→ TASK DESCRIPTION
List every line below containing "failed".
━━━━━ MATERIAL PROVIDED ━━━━━
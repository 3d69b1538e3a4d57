//! Agent-based cell simulation kernel: movement strategies, morphology geometry, neighbour
//! interactions, per-cell state machines and the randomly ordered per-tick scheduler.

pub mod agent;
pub mod cell;
pub mod interaction;
pub mod measurement;
pub mod morphology;
pub mod movement;
pub mod random;
pub mod site;
pub mod state;
pub mod vector;
pub mod world;

use cellsim_index::UniformGridIndex;
use serde::{Deserialize, Serialize};
use slotmap::new_key_type;
use std::fmt;

pub use agent::{Agent, AgentCore};
pub use cell::{Cell, CellFeature, CellTypeConfig, Ingestion};
pub use interaction::{InteractionEvent, InteractionEventKind, InteractionParameters, Interactions};
pub use measurement::{MeasurementRecord, MeasurementSink, NullMeasurements, RecordingMeasurements};
pub use morphology::{GeometryError, Morphology, MorphologyParameters, Sphere};
pub use movement::{Movement, MovementKind, MovementParameters};
pub use random::RandomSource;
pub use site::{BoundaryCondition, ExternalField, Site, SiteConfig, UniformGradient};
pub use state::{CellState, StateGraph, StateSpec, TransitionTrigger, INITIAL_STATE};
pub use vector::{SpatialDimensions, Vector3};
pub use world::{CellArena, CellSnapshot, Tick, TickSummary, World, WorldConfig, WorldError};

new_key_type! {
    /// Stable arena handle of a cell; also its key in the neighbourhood locator.
    pub struct AgentKey;
}

/// Unique agent identifier issued by the site's agent manager.
#[derive(
    Debug, Clone, Copy, Default, PartialEq, Eq, PartialOrd, Ord, Hash, Serialize, Deserialize,
)]
pub struct AgentId(pub u64);

impl fmt::Display for AgentId {
    fn fmt(&self, f: &mut fmt::Formatter<'_>) -> fmt::Result {
        write!(f, "#{}", self.0)
    }
}

/// Spatial locator over every live cell's primary shape.
pub type NeighbourhoodLocator = UniformGridIndex<AgentKey>;
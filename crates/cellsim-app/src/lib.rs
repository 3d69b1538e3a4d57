//! Runner plumbing for the `cellsim` binary: run configuration, population seeding and the
//! tick loop.

use anyhow::{Context, Result, bail};
use cellsim_core::{
    Agent, BoundaryCondition, CellSnapshot, CellTypeConfig, INITIAL_STATE, MorphologyParameters,
    MovementKind, MovementParameters, SiteConfig, StateGraph, StateSpec, TickSummary,
    TransitionTrigger, Vector3, World, WorldConfig,
};
use rand::{Rng, SeedableRng, rngs::SmallRng};
use serde::{Deserialize, Serialize};
use std::path::Path;
use tracing::{debug, info, warn};

const DEFAULT_PLACEMENT_SEED: u64 = 0xCE11_5EED_0123_4567;

/// Cells of one type placed uniformly inside the site before the first tick.
#[derive(Debug, Clone, Serialize, Deserialize, PartialEq, Eq)]
pub struct PopulationSpec {
    pub agent_type: String,
    pub count: usize,
}

/// Everything one run needs.
#[derive(Debug, Clone, Serialize, Deserialize, PartialEq)]
#[serde(default)]
pub struct RunConfig {
    pub world: WorldConfig,
    pub population: Vec<PopulationSpec>,
    pub ticks: u64,
    /// Log a tick summary every this many ticks; zero logs only the final one.
    pub report_every: u64,
}

impl Default for RunConfig {
    fn default() -> Self {
        Self {
            world: WorldConfig::default(),
            population: Vec::new(),
            ticks: 100,
            report_every: 50,
        }
    }
}

impl RunConfig {
    /// Read a JSON run configuration.
    pub fn load(path: &Path) -> Result<Self> {
        let text = std::fs::read_to_string(path)
            .with_context(|| format!("failed to read {}", path.display()))?;
        serde_json::from_str(&text).with_context(|| format!("failed to parse {}", path.display()))
    }

    /// Phagocytes hunting stationary conidia in a periodic box.
    #[must_use]
    pub fn demo() -> Self {
        let mut world = WorldConfig {
            site: SiteConfig {
                identifier: "demo".into(),
                upper_bound: Vector3::new(200.0, 200.0, 200.0),
                boundary: BoundaryCondition::Periodic,
                rng_seed: Some(0xFACA_DEAF),
                ..SiteConfig::default()
            },
            ..WorldConfig::default()
        };
        world.cell_types.insert(
            "Phagocyte".into(),
            CellTypeConfig {
                movement: MovementParameters {
                    kind: MovementKind::PersistentRandomWalk,
                    mean: 2.0,
                    std_dev: 0.5,
                    persistence_time: 5.0,
                    ..MovementParameters::default()
                },
                morphology: MorphologyParameters {
                    radius: 5.0,
                    std_dev: 0.5,
                    color: "Blue".into(),
                    ..MorphologyParameters::default()
                },
                ..CellTypeConfig::default()
            },
        );
        world.cell_types.insert(
            "Conidium".into(),
            CellTypeConfig {
                passive_movement: MovementParameters {
                    kind: MovementKind::RandomWalk,
                    diffusion_coefficient: 0.05,
                    ..MovementParameters::default()
                },
                morphology: MorphologyParameters {
                    radius: 1.5,
                    color: "Green".into(),
                    ..MorphologyParameters::default()
                },
                ..CellTypeConfig::default()
            },
        );
        world.state_graphs.insert(
            "Phagocyte".into(),
            StateGraph::default()
                .with_state(
                    INITIAL_STATE,
                    StateSpec::default().with_transition("Searching", TransitionTrigger::Immediate),
                )
                .with_state(
                    "Searching",
                    StateSpec::default().with_transition(
                        "Engulfing",
                        TransitionTrigger::OnContact {
                            partner_type: Some("Conidium".into()),
                        },
                    ),
                )
                .with_state(
                    "Engulfing",
                    StateSpec::default()
                        .immobile()
                        .with_transition("Searching", TransitionTrigger::AfterDuration { duration: 10.0 }),
                ),
        );
        world.state_graphs.insert(
            "Conidium".into(),
            StateGraph::default()
                .with_state(
                    INITIAL_STATE,
                    StateSpec::default()
                        .with_transition(
                            "Killed",
                            TransitionTrigger::OnContact {
                                partner_type: Some("Phagocyte".into()),
                            },
                        )
                        .with_transition("Swollen", TransitionTrigger::Rate { per_time: 0.002 }),
                )
                .with_state("Swollen", StateSpec::default())
                .with_state("Killed", StateSpec::default().deleting()),
        );
        Self {
            world,
            population: vec![
                PopulationSpec {
                    agent_type: "Phagocyte".into(),
                    count: 40,
                },
                PopulationSpec {
                    agent_type: "Conidium".into(),
                    count: 120,
                },
            ],
            ticks: 300,
            report_every: 50,
        }
    }
}

/// Place every requested cell uniformly inside the site. Returns the number spawned.
pub fn seed_population(
    world: &mut World,
    population: &[PopulationSpec],
    rng: &mut SmallRng,
) -> Result<usize> {
    let bounds = world.site().bounds();
    let (lo, hi) = (bounds.lower.to_array(), bounds.upper.to_array());
    let mut spawned = 0;
    for group in population {
        if world.cell_type(&group.agent_type).is_none() {
            bail!("population references unknown cell type {:?}", group.agent_type);
        }
        for _ in 0..group.count {
            let mut p = [0.0; 3];
            for axis in 0..3 {
                p[axis] = if axis < bounds.dimensions.count() {
                    rng.random_range(lo[axis]..=hi[axis])
                } else {
                    0.0
                };
            }
            world
                .spawn_cell(&group.agent_type, Vector3::from_array(p))
                .with_context(|| format!("failed to spawn {}", group.agent_type))?;
            spawned += 1;
        }
        debug!(agent_type = %group.agent_type, count = group.count, "population seeded");
    }
    Ok(spawned)
}

/// Result of a completed run.
#[derive(Debug, Clone)]
pub struct RunReport {
    pub summaries: Vec<TickSummary>,
    pub cells: Vec<CellSnapshot>,
    /// POV-Ray objects of every live cell at the end of the run.
    pub scene: String,
}

/// Build the world, seed it and advance it for the configured number of ticks.
pub fn run(config: RunConfig) -> Result<RunReport> {
    let placement_seed = config
        .world
        .site
        .rng_seed
        .map_or(DEFAULT_PLACEMENT_SEED, |seed| seed ^ DEFAULT_PLACEMENT_SEED);
    let mut world = World::new(config.world).context("invalid world configuration")?;
    let mut rng = SmallRng::seed_from_u64(placement_seed);
    let spawned = seed_population(&mut world, &config.population, &mut rng)?;
    info!(site = world.site().identifier(), cells = spawned, "world seeded");

    let mut summaries = Vec::new();
    for _ in 0..config.ticks {
        let summary = world.step();
        let stop = summary.stop_requested;
        if config.report_every > 0 && summary.tick.0 % config.report_every == 0 {
            log_summary(&summary);
        }
        summaries.push(summary);
        if stop {
            info!(tick = world.tick().0, "run stopped by state");
            break;
        }
    }

    match summaries.last() {
        Some(last) => log_summary(last),
        None => warn!("run finished without advancing any tick"),
    }

    let scene = world
        .cells()
        .iter()
        .filter_map(|(_, cell)| cell.external_representation())
        .collect::<String>();
    Ok(RunReport {
        summaries,
        cells: world.snapshot(),
        scene,
    })
}

fn log_summary(summary: &TickSummary) {
    info!(
        tick = summary.tick.0,
        time = summary.time,
        live = summary.live_cells,
        deletions = summary.deletions,
        crossings = summary.boundary_crossings,
        "tick summary",
    );
}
━━━━━
→ YOUR SOLUTION
            .with_context(|| format!("failed to read {}", path.display()))?;
        serde_json::from_str(&text).with_context(|| format!("failed to parse {}", path.display()))
                .with_context(|| format!("failed to spawn {}", group.agent_type))?;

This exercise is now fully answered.